DIRECTIONS FOR THIS TASK
Only lines that contain the word "benches" belong in the answer; copy them from the records below.

Saved data entries:
*** Block opens ***

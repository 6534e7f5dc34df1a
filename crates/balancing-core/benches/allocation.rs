use criterion::{black_box, criterion_group, criterion_main, BenchmarkId, Criterion};
use cs_balancing_core::{agents_from_scores, customers_from_scores, execute, AgentId};
use std::collections::HashSet;

fn bench_single_strong_agent(c: &mut Criterion) {
    let mut agent_scores = vec![0; 1000];
    agent_scores[998] = 100;
    let agents = agents_from_scores(&agent_scores);
    let customers = customers_from_scores(&vec![10; 10000]);
    let unavailable: HashSet<AgentId> = [AgentId(1000)].into_iter().collect();

    c.bench_function("1000 agents x 10000 customers", |b| {
        b.iter(|| execute(black_box(&agents), black_box(&customers), black_box(&unavailable)))
    });
}

fn bench_spread_scores(c: &mut Criterion) {
    let mut group = c.benchmark_group("spread scores");
    for &agent_count in &[10usize, 100, 1000] {
        let agent_scores: Vec<i64> = (0..agent_count as i64).map(|i| i * 10_000 / agent_count as i64).collect();
        let customer_scores: Vec<i64> = (0..10_000).map(|i| (i * 7919) % 10_000).collect();
        let agents = agents_from_scores(&agent_scores);
        let customers = customers_from_scores(&customer_scores);
        let unavailable = HashSet::new();

        group.bench_with_input(BenchmarkId::from_parameter(agent_count), &agent_count, |b, _| {
            b.iter(|| execute(black_box(&agents), black_box(&customers), black_box(&unavailable)))
        });
    }
    group.finish();
}

criterion_group!(benches, bench_single_strong_agent, bench_spread_scores);
criterion_main!(benches);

*** Block closes ***

OUTPUT OF THE TASK
filename crates/balancing-core/benches/allocation.rs
criterion_group!(benches, bench_single_strong_agent, bench_spread_scores);
criterion_main!(benches);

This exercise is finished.